Alternatively, people may themselves conclude that a given self-view is dysfunctional or obsolete and take steps to change it. Consider, for example, a woman who decides that her negative self-views have led her to tolerate abusive relationship partners. When she realizes that such partners are making her miserable, she may seek therapy. In the hands of a skilled therapist, she may develop more favorable self-views which, in turn, steer her toward more positive relationship partners with whom she may cultivate healthier relationships. Alternatively, when a woman who is uncertain about her negative self-concept enters a relationship with a partner who is certain that she deserves to view herself more positively, that woman will tend to improve the self-concept.

==Criticism==
Critics have argued that self-verification processes are relatively rare, manifesting themselves only among people with terribly negative self views. In support of this viewpoint, critics cite hundreds of studies indicating that people prefer, seek and value positive evaluations more than negative ones. Such skeptical assessments overlook three important points. First, because most people have relatively positive self-views, evidence of a preference for positive evaluations in unselected samples may in reality reflect a preference for evaluations that are self-verifying, because for such individuals self-verification and positivity strivings are indistinguishable. No number of studies of participants with positive self-views can determine whether self-verification or self-enhancement strivings are more common. Second, self-verification strivings are not limited to people with globally negative self-views; even people with high self-esteem seek negative evaluations about their flaws. Finally, even people with positive self-views appear to be uncomfortable with overly positive evaluations. For example, people with moderately positive self-views withdraw from spouses who evaluate them in an exceptionally positive manner.

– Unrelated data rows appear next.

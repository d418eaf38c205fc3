use std::cmp::Reverse;
use std::collections::BTreeSet;

use chrono::NaiveDate;
use rust_decimal::Decimal;
use serde::Serialize;

use super::transactions::TransactionKind;
use super::UNMAPPED_TICKER;
use crate::diagnostics::Diagnostics;
use crate::ledger::Ledger;
use crate::market_data::TimeSeries;
use crate::models::{ChargeKind, TickerMap, Transaction};

/// Cost breakdown of one broker order, money in the home currency.
#[derive(Debug, Clone, PartialEq, Eq, Serialize)]
pub struct OrderSummaryRow {
    #[serde(rename = "Order_ID")]
    pub order_id: String,
    #[serde(rename = "Date")]
    pub date: NaiveDate,
    #[serde(rename = "Time")]
    pub time: String,
    #[serde(rename = "Ticker")]
    pub ticker: String,
    #[serde(rename = "Product")]
    pub product: String,
    #[serde(rename = "Type")]
    pub kind: TransactionKind,
    #[serde(rename = "Shares")]
    pub shares: Decimal,
    /// As stated after `@`, in the quote currency.
    #[serde(rename = "Price_Per_Share")]
    pub price_per_share: Option<Decimal>,
    #[serde(rename = "Transaction_Amount")]
    pub transaction_amount: Decimal,
    #[serde(rename = "Transaction_Costs")]
    pub transaction_costs: Decimal,
    #[serde(rename = "Transaction_Tax")]
    pub transaction_tax: Decimal,
    /// Conversion cost is embedded in the applied rate, so this is always zero.
    #[serde(rename = "Currency_Costs")]
    pub currency_costs: Decimal,
    #[serde(rename = "Total_Costs")]
    pub total_costs: Decimal,
    #[serde(rename = "Total_Amount")]
    pub total_amount: Decimal,
    #[serde(rename = "Currency")]
    pub currency: String,
}

/// One row per order id with a trade leg, newest first.
pub fn order_summary(
    ledger: &Ledger,
    tickers: &TickerMap,
    fx: Option<&TimeSeries>,
    default_rate: Decimal,
    diagnostics: &mut Diagnostics,
) -> Vec<OrderSummaryRow> {
    let order_ids: BTreeSet<&str> = ledger
        .entries()
        .iter()
        .filter_map(|e| e.transaction.as_trade())
        .filter_map(|t| t.order_id.as_deref())
        .collect();

    let mut rows = Vec::with_capacity(order_ids.len());
    for order_id in order_ids {
        let Some((entry, trade)) = ledger
            .order_legs(order_id)
            .find_map(|e| e.transaction.as_trade().map(|t| (e, t)))
        else {
            continue;
        };

        let mut costs = Decimal::ZERO;
        let mut tax = Decimal::ZERO;
        for leg in ledger.order_legs(order_id) {
            if let Transaction::FeeOrTax { kind, amount } = &leg.transaction {
                match kind {
                    ChargeKind::Fee => costs += *amount,
                    ChargeKind::Tax => tax += *amount,
                }
            }
        }
        let costs = costs.abs();
        let tax = tax.abs();
        let total_costs = costs + tax;

        let amount = ledger
            .trade_home_amount(entry, fx, default_rate, diagnostics)
            .map_or(Decimal::ZERO, |h| h.amount);
        let (kind, total_amount) = if trade.is_sell() {
            (TransactionKind::Sell, amount - total_costs)
        } else {
            (TransactionKind::Buy, amount + total_costs)
        };

        let currency = ledger
            .record(entry)
            .currency_moved
            .clone()
            .unwrap_or_else(|| ledger.home_currency().to_string());

        rows.push(OrderSummaryRow {
            order_id: order_id.to_string(),
            date: entry.timestamp.date(),
            time: entry.timestamp.format("%H:%M").to_string(),
            ticker: tickers
                .symbol(&trade.product)
                .unwrap_or(UNMAPPED_TICKER)
                .to_string(),
            product: trade.product.clone(),
            kind,
            shares: trade.share_delta.abs(),
            price_per_share: trade.price_per_share,
            transaction_amount: amount.round_dp(2),
            transaction_costs: costs.round_dp(2),
            transaction_tax: tax.round_dp(2),
            currency_costs: Decimal::ZERO,
            total_costs: total_costs.round_dp(2),
            total_amount: total_amount.round_dp(2),
            currency,
        });
    }

    rows.sort_by_key(|r| Reverse((r.date, r.time.clone())));
    rows
}
use chrono::NaiveDate;
use rust_decimal::Decimal;
use serde::Serialize;

use super::{CASH_TICKER, UNMAPPED_TICKER};
use crate::diagnostics::Diagnostics;
use crate::ledger::Ledger;
use crate::market_data::TimeSeries;
use crate::models::{CashMovementKind, TickerMap, Transaction};

#[derive(Debug, Clone, Copy, PartialEq, Eq, Serialize)]
#[serde(rename_all = "SCREAMING_SNAKE_CASE")]
pub enum TransactionKind {
    Buy,
    Sell,
    Deposit,
    Withdrawal,
    CashTransfer,
}

/// One trade or cash movement, amounts in the home currency.
#[derive(Debug, Clone, PartialEq, Eq, Serialize)]
pub struct TransactionRow {
    #[serde(rename = "Date")]
    pub date: NaiveDate,
    #[serde(rename = "Transaction_Time")]
    pub time: String,
    #[serde(rename = "Type")]
    pub kind: TransactionKind,
    #[serde(rename = "Ticker")]
    pub ticker: String,
    #[serde(rename = "Name")]
    pub name: String,
    #[serde(rename = "Description")]
    pub description: String,
    #[serde(rename = "Shares")]
    pub shares: Option<Decimal>,
    #[serde(rename = "Price_Per_Share")]
    pub price_per_share: Option<Decimal>,
    #[serde(rename = "Amount")]
    pub amount: Decimal,
    #[serde(rename = "Cash_Balance")]
    pub cash_balance: Option<Decimal>,
}

/// Trades and product-less cash movements, oldest first.
///
/// Conversion legs, fees and taxes are left out; they are part of the
/// order they belong to.
pub fn transactions_eod(
    ledger: &Ledger,
    tickers: &TickerMap,
    fx: Option<&TimeSeries>,
    default_rate: Decimal,
    diagnostics: &mut Diagnostics,
) -> Vec<TransactionRow> {
    let mut rows = Vec::new();

    for entry in ledger.entries() {
        let record = ledger.record(entry);
        let base = |kind, ticker: String, name: String| TransactionRow {
            date: entry.timestamp.date(),
            time: entry.timestamp.format("%H:%M:%S").to_string(),
            kind,
            ticker,
            name,
            description: record.description.clone(),
            shares: None,
            price_per_share: None,
            amount: Decimal::ZERO,
            cash_balance: record.balance_amount.map(|b| b.round_dp(2)),
        };

        match &entry.transaction {
            Transaction::Trade(trade) => {
                let kind = if trade.is_sell() {
                    TransactionKind::Sell
                } else {
                    TransactionKind::Buy
                };
                let ticker = tickers
                    .symbol(&trade.product)
                    .unwrap_or(UNMAPPED_TICKER)
                    .to_string();
                let amount = ledger
                    .trade_home_amount(entry, fx, default_rate, diagnostics)
                    .map_or(Decimal::ZERO, |h| h.amount);
                let price = ledger.trade_home_price(entry, fx, default_rate, diagnostics);

                rows.push(TransactionRow {
                    shares: Some(trade.share_delta),
                    price_per_share: price.map(|p| p.round_dp(4)),
                    amount: amount.round_dp(2),
                    ..base(kind, ticker, trade.product.clone())
                });
            }
            Transaction::CashMovement { kind, amount } if record.product.is_none() => {
                let kind = match kind {
                    CashMovementKind::Deposit => TransactionKind::Deposit,
                    CashMovementKind::Withdrawal => TransactionKind::Withdrawal,
                    CashMovementKind::Transfer | CashMovementKind::Other => {
                        TransactionKind::CashTransfer
                    }
                };
                rows.push(TransactionRow {
                    amount: amount.round_dp(2),
                    ..base(kind, CASH_TICKER.to_string(), "Cash".to_string())
                });
            }
            _ => {}
        }
    }

    rows.sort_by(|a, b| (a.date, &a.time).cmp(&(b.date, &b.time)));
    rows
}
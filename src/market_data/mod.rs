mod models;
mod provider;
#[cfg(feature = "market_data")]
pub mod providers;
mod series;
mod service;
mod store;

pub use models::{DateRange, MarketSnapshot, SeriesKey};
pub use provider::{MarketDataSource, NoopSource, StaticSource};
pub use series::{value_as_of_or, SeriesError, TimeSeries};
pub use service::MarketDataService;
pub use store::{MarketDataStore, MemoryMarketDataStore};
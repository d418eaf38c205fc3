use std::sync::Arc;

use anyhow::{Context, Result};
use tracing::{info, warn};

use super::types::{HistoryOutput, HistorySummary, ReportOutput};
use crate::clock::Clock;
use crate::config::ResolvedConfig;
use crate::diagnostics::Diagnostics;
use crate::ledger::{read_ledger_file, Ledger};
use crate::market_data::{
    DateRange, MarketDataService, MarketDataSource, MarketSnapshot, MemoryMarketDataStore,
    NoopSource, TimeSeries,
};
use crate::models::TickerMap;
use crate::portfolio::{Granularity, Timeline, ValuationAggregator, ValuationPoint};
use crate::reports::{
    order_summary, position_history, transactions_eod, OrderSummaryRow, PositionRow,
    TransactionRow,
};

/// Parsed ledger and ticker mapping for one run.
pub struct RunInputs {
    pub ledger: Ledger,
    pub tickers: TickerMap,
}

/// Source to use for a run. Offline runs, and builds without the HTTP source,
/// never fetch.
pub fn market_source(config: &ResolvedConfig, offline: bool) -> Arc<dyn MarketDataSource> {
    if offline {
        return Arc::new(NoopSource);
    }
    http_source(config)
}

#[cfg(feature = "market_data")]
fn http_source(config: &ResolvedConfig) -> Arc<dyn MarketDataSource> {
    use crate::market_data::providers::YahooChartSource;

    let mut source = YahooChartSource::new();
    if let Some(base_url) = &config.market_data.base_url {
        source = source.with_base_url(base_url.clone());
    }
    Arc::new(source)
}

#[cfg(not(feature = "market_data"))]
fn http_source(_config: &ResolvedConfig) -> Arc<dyn MarketDataSource> {
    warn!("built without the market_data feature, running offline");
    Arc::new(NoopSource)
}

pub fn load_ledger(config: &ResolvedConfig, diagnostics: &mut Diagnostics) -> Result<Ledger> {
    let rows = read_ledger_file(&config.ledger_path)
        .with_context(|| format!("Failed to read ledger: {}", config.ledger_path.display()))?;
    let ledger = Ledger::from_rows(&rows, &config.ledger_options(), diagnostics)
        .with_context(|| format!("Failed to load ledger: {}", config.ledger_path.display()))?;

    let malformed = diagnostics.malformed_row_count();
    if malformed > 0 {
        warn!(rows = malformed, "ledger rows were coerced or dropped");
    }
    info!(rows = rows.len(), path = %config.ledger_path.display(), "ledger file read");
    Ok(ledger)
}

/// A missing mapping file leaves every product unmapped rather than failing.
pub fn load_tickers(config: &ResolvedConfig) -> Result<TickerMap> {
    let path = &config.tickers_path;
    if !path.exists() {
        warn!(path = %path.display(), "ticker mapping not found, every product is unmapped");
        return Ok(TickerMap::new());
    }
    let file = std::fs::File::open(path)
        .with_context(|| format!("Failed to open ticker mapping: {}", path.display()))?;
    let tickers = TickerMap::from_csv_reader(file)
        .with_context(|| format!("Failed to parse ticker mapping: {}", path.display()))?;
    info!(mappings = tickers.len(), "ticker mapping loaded");
    Ok(tickers)
}

pub fn load_inputs(config: &ResolvedConfig, diagnostics: &mut Diagnostics) -> Result<RunInputs> {
    let ledger = load_ledger(config, diagnostics)?;
    let tickers = load_tickers(config)?;

    let unmapped = tickers.unmapped_products(ledger.products());
    if !unmapped.is_empty() {
        info!(products = ?unmapped, "traded products without a ticker mapping");
    }
    Ok(RunInputs { ledger, tickers })
}

/// Timeline from the configured (or ledger-derived) start through the
/// configured end or today.
pub fn build_timeline(
    config: &ResolvedConfig,
    ledger: &Ledger,
    clock: &dyn Clock,
    granularity: &Granularity,
) -> Timeline {
    let full = Timeline::for_ledger(ledger, clock, granularity);
    let Some(range) = full.date_range() else {
        return full;
    };
    let start = config.timeline.start.unwrap_or(range.start);
    let end = config.timeline.end.unwrap_or(range.end);
    if start == range.start && end == range.end {
        return full;
    }
    Timeline::build(start, end, granularity)
}

fn service(config: &ResolvedConfig, source: Arc<dyn MarketDataSource>) -> MarketDataService {
    MarketDataService::new(Arc::new(MemoryMarketDataStore::new()), source)
        .with_concurrency(config.market_data.concurrency)
        .with_currencies(&config.home_currency, &config.foreign_currency)
}

/// Every traded product's series plus FX over `range`.
pub async fn fetch_market_data(
    config: &ResolvedConfig,
    inputs: &RunInputs,
    source: Arc<dyn MarketDataSource>,
    range: DateRange,
    diagnostics: &mut Diagnostics,
) -> MarketSnapshot {
    service(config, source)
        .fetch_snapshot(inputs.ledger.products(), &inputs.tickers, range, diagnostics)
        .await
}

/// FX series for pricing trades, fetched only when some trade is foreign.
async fn trade_fx(
    config: &ResolvedConfig,
    ledger: &Ledger,
    source: Arc<dyn MarketDataSource>,
) -> Option<TimeSeries> {
    let needs_fx = ledger.entries().iter().any(|e| {
        e.transaction.as_trade().is_some() && ledger.is_foreign_trade(e)
    });
    if !needs_fx {
        return None;
    }
    let (first, last) = (ledger.first_timestamp()?, ledger.last_timestamp()?);
    let range = DateRange::new(first.date(), last.date());
    match service(config, source).fx_series(range).await {
        Ok(series) => series.filter(|s| !s.is_empty()),
        Err(err) => {
            warn!(error = %format!("{err:#}"), "FX fetch failed, trade prices use ledger rates");
            None
        }
    }
}

async fn valuation_points(
    config: &ResolvedConfig,
    inputs: &RunInputs,
    source: Arc<dyn MarketDataSource>,
    timeline: &Timeline,
    diagnostics: &mut Diagnostics,
) -> Vec<ValuationPoint> {
    let Some(range) = timeline.date_range() else {
        return Vec::new();
    };
    let market = fetch_market_data(config, inputs, source, range, diagnostics).await;
    ValuationAggregator::new(&inputs.ledger, &inputs.tickers, &market)
        .with_default_fx_rate(config.default_fx_rate)
        .valuation(timeline.points(), diagnostics)
}

pub async fn portfolio_history(
    config: &ResolvedConfig,
    source: Arc<dyn MarketDataSource>,
    clock: &dyn Clock,
    granularity: &Granularity,
) -> Result<HistoryOutput> {
    let mut diagnostics = Diagnostics::new();
    let inputs = load_inputs(config, &mut diagnostics)?;
    let timeline = build_timeline(config, &inputs.ledger, clock, granularity);

    let points = valuation_points(config, &inputs, source, &timeline, &mut diagnostics).await;
    let summary = points.last().map(HistorySummary::from_point);

    Ok(HistoryOutput {
        currency: config.home_currency.clone(),
        points,
        summary,
        issues: diagnostics.into_issues(),
    })
}

/// End-of-day position rows for each day of the timeline.
pub async fn position_report(
    config: &ResolvedConfig,
    source: Arc<dyn MarketDataSource>,
    clock: &dyn Clock,
) -> Result<ReportOutput<PositionRow>> {
    let mut diagnostics = Diagnostics::new();
    let inputs = load_inputs(config, &mut diagnostics)?;
    let timeline = build_timeline(config, &inputs.ledger, clock, &Granularity::EndOfDay);

    let points = valuation_points(config, &inputs, source, &timeline, &mut diagnostics).await;
    let rows = position_history(&points, &inputs.tickers);

    Ok(ReportOutput {
        rows,
        issues: diagnostics.into_issues(),
    })
}

pub async fn transaction_report(
    config: &ResolvedConfig,
    source: Arc<dyn MarketDataSource>,
) -> Result<ReportOutput<TransactionRow>> {
    let mut diagnostics = Diagnostics::new();
    let inputs = load_inputs(config, &mut diagnostics)?;
    let fx = trade_fx(config, &inputs.ledger, source).await;

    let rows = transactions_eod(
        &inputs.ledger,
        &inputs.tickers,
        fx.as_ref(),
        config.default_fx_rate,
        &mut diagnostics,
    );

    Ok(ReportOutput {
        rows,
        issues: diagnostics.into_issues(),
    })
}

pub async fn order_report(
    config: &ResolvedConfig,
    source: Arc<dyn MarketDataSource>,
) -> Result<ReportOutput<OrderSummaryRow>> {
    let mut diagnostics = Diagnostics::new();
    let inputs = load_inputs(config, &mut diagnostics)?;
    let fx = trade_fx(config, &inputs.ledger, source).await;

    let rows = order_summary(
        &inputs.ledger,
        &inputs.tickers,
        fx.as_ref(),
        config.default_fx_rate,
        &mut diagnostics,
    );

    Ok(ReportOutput {
        rows,
        issues: diagnostics.into_issues(),
    })
}
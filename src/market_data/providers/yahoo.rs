//! Yahoo Finance chart API source for daily closes and FX rates.
//!
//! FX pairs use Yahoo's `{BASE}{QUOTE}=X` symbols, so `EURUSD=X` yields USD per
//! EUR, which is the foreign-per-home quote the service expects.

use anyhow::{anyhow, Context, Result};
use chrono::{DateTime, Duration, NaiveDate, NaiveTime};
use reqwest::{Client, StatusCode};
use rust_decimal::prelude::FromPrimitive;
use rust_decimal::Decimal;
use serde::Deserialize;
use tracing::debug;

use crate::market_data::{MarketDataSource, TimeSeries};

pub const YAHOO_CHART_BASE_URL: &str = "https://query1.finance.yahoo.com/v8/finance/chart";

const USER_AGENT: &str = "Mozilla/5.0 (X11; Linux x86_64) AppleWebKit/537.36 (KHTML, like Gecko) Chrome/120.0 Safari/537.36";

#[derive(Debug, Deserialize)]
struct ChartResponse {
    chart: ChartBody,
}

#[derive(Debug, Deserialize)]
struct ChartBody {
    #[serde(default)]
    result: Option<Vec<ChartResult>>,
    #[serde(default)]
    error: Option<ChartError>,
}

#[derive(Debug, Deserialize)]
struct ChartError {
    code: String,
    #[serde(default)]
    description: Option<String>,
}

#[derive(Debug, Deserialize)]
struct ChartResult {
    #[serde(default)]
    meta: Option<ChartMeta>,
    #[serde(default)]
    timestamp: Vec<i64>,
    indicators: Indicators,
}

#[derive(Debug, Deserialize)]
struct ChartMeta {
    /// Exchange offset from UTC in seconds.
    #[serde(default, rename = "gmtoffset")]
    gmt_offset: i64,
}

#[derive(Debug, Deserialize)]
struct Indicators {
    #[serde(default)]
    quote: Vec<QuoteIndicator>,
}

#[derive(Debug, Deserialize)]
struct QuoteIndicator {
    #[serde(default)]
    close: Vec<Option<f64>>,
}

#[derive(Debug, Clone)]
pub struct YahooChartSource {
    client: Client,
    base_url: String,
}

impl YahooChartSource {
    pub fn new() -> Self {
        let client = Client::builder()
            .user_agent(USER_AGENT)
            .build()
            .unwrap_or_default();
        Self::with_client(client)
    }

    pub fn with_client(client: Client) -> Self {
        Self {
            client,
            base_url: YAHOO_CHART_BASE_URL.to_string(),
        }
    }

    pub fn with_base_url(mut self, base_url: impl Into<String>) -> Self {
        self.base_url = base_url.into();
        self
    }

    pub fn fx_symbol(home: &str, foreign: &str) -> String {
        format!("{}{}=X", home.to_uppercase(), foreign.to_uppercase())
    }

    async fn fetch_chart(
        &self,
        symbol: &str,
        start: NaiveDate,
        end: NaiveDate,
    ) -> Result<Option<TimeSeries>> {
        let period1 = start.and_time(NaiveTime::MIN).and_utc().timestamp();
        let period2 = (end + Duration::days(1))
            .and_time(NaiveTime::MIN)
            .and_utc()
            .timestamp();
        let url = format!("{}/{}", self.base_url.trim_end_matches('/'), symbol);
        debug!(symbol, %start, %end, "requesting Yahoo chart");

        let response = self
            .client
            .get(&url)
            .query(&[
                ("period1", period1.to_string()),
                ("period2", period2.to_string()),
                ("interval", "1d".to_string()),
            ])
            .send()
            .await
            .with_context(|| format!("Request failed for {symbol}"))?;

        if response.status() == StatusCode::NOT_FOUND {
            return Ok(None);
        }

        let body = response
            .error_for_status()?
            .json::<ChartResponse>()
            .await
            .with_context(|| format!("Failed to parse chart response for {symbol}"))?;

        parse_chart(symbol, body)
    }
}

impl Default for YahooChartSource {
    fn default() -> Self {
        Self::new()
    }
}

fn parse_chart(symbol: &str, body: ChartResponse) -> Result<Option<TimeSeries>> {
    if let Some(error) = body.chart.error {
        if error.code.eq_ignore_ascii_case("Not Found") {
            return Ok(None);
        }
        return Err(anyhow!(
            "Yahoo chart error for {symbol}: {} - {}",
            error.code,
            error.description.unwrap_or_default()
        ));
    }

    let Some(result) = body.chart.result.and_then(|r| r.into_iter().next()) else {
        return Ok(None);
    };
    let offset = result.meta.map(|m| m.gmt_offset).unwrap_or(0);
    let closes = result
        .indicators
        .quote
        .into_iter()
        .next()
        .map(|q| q.close)
        .unwrap_or_default();

    // While the market is open the current session can be reported twice; the
    // later close wins.
    let samples = result
        .timestamp
        .iter()
        .zip(closes)
        .filter_map(|(ts, close)| {
            let date = DateTime::from_timestamp(ts + offset, 0)?.date_naive();
            let close = Decimal::from_f64(close?)?;
            Some((date, close))
        });

    let series = TimeSeries::from_unordered(samples);
    if series.is_empty() {
        return Ok(None);
    }
    Ok(Some(series))
}

#[async_trait::async_trait]
impl MarketDataSource for YahooChartSource {
    async fn fetch_price_series(
        &self,
        symbol: &str,
        start: NaiveDate,
        end: NaiveDate,
    ) -> Result<Option<TimeSeries>> {
        self.fetch_chart(symbol, start, end).await
    }

    async fn fetch_fx_series(
        &self,
        home: &str,
        foreign: &str,
        start: NaiveDate,
        end: NaiveDate,
    ) -> Result<Option<TimeSeries>> {
        self.fetch_chart(&Self::fx_symbol(home, foreign), start, end)
            .await
    }

    fn name(&self) -> &str {
        "yahoo"
    }
}

#[cfg(test)]
mod tests {
    use super::*;
    use rust_decimal_macros::dec;

    const SAMPLE_CHART: &str = r#"{
        "chart": {
            "result": [{
                "meta": {"currency": "USD", "symbol": "AAPL", "gmtoffset": -18000},
                "timestamp": [1704205800, 1704292200, 1704378600],
                "indicators": {"quote": [{"close": [185.64, null, 181.91]}]}
            }],
            "error": null
        }
    }"#;

    #[test]
    fn parses_closes_and_skips_nulls() -> Result<()> {
        let body: ChartResponse = serde_json::from_str(SAMPLE_CHART)?;
        let series = parse_chart("AAPL", body)?.unwrap();

        assert_eq!(series.len(), 2);
        assert_eq!(
            series.samples()[0],
            (NaiveDate::from_ymd_opt(2024, 1, 2).unwrap(), dec!(185.64))
        );
        assert_eq!(
            series.samples()[1],
            (NaiveDate::from_ymd_opt(2024, 1, 4).unwrap(), dec!(181.91))
        );
        Ok(())
    }

    #[test]
    fn not_found_is_unavailable_other_errors_fail() -> Result<()> {
        let body: ChartResponse = serde_json::from_str(
            r#"{"chart":{"result":null,"error":{"code":"Not Found","description":"No data found, symbol may be delisted"}}}"#,
        )?;
        assert!(parse_chart("NOPE", body)?.is_none());

        let body: ChartResponse = serde_json::from_str(
            r#"{"chart":{"result":null,"error":{"code":"Bad Request","description":"Invalid input"}}}"#,
        )?;
        let err = parse_chart("AAPL", body).unwrap_err();
        assert!(err.to_string().contains("Bad Request"));
        Ok(())
    }

    #[test]
    fn fx_symbol_is_home_then_foreign() {
        assert_eq!(YahooChartSource::fx_symbol("eur", "usd"), "EURUSD=X");
    }
}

Other critics have suggested that when people with negative self-views seek unfavorable evaluations, they do so as a means of avoiding truly negative evaluations or for purposes of self-improvement, with the idea being that this will enable them to obtain positive evaluations down the road. Tests of this idea have failed to support it. For example, just as people with negative self-views choose self-verifying, negative evaluators even when the alternative is being in another experiment, they choose to be in another experiment rather than interact with someone who evaluates them positively. Also, people with negative self-views are most intimate with spouses who evaluate them negatively, despite the fact that these spouses are relatively unlikely to enable them to improve themselves. Finally, in a study of people's thought processes as they chose interaction partners, people with negative self-views indicated that they chose negative evaluators because such partners seemed likely to confirm their self-views (an epistemic consideration) and interact smoothly with them (a pragmatic consideration); self-improvement was rarely mentioned.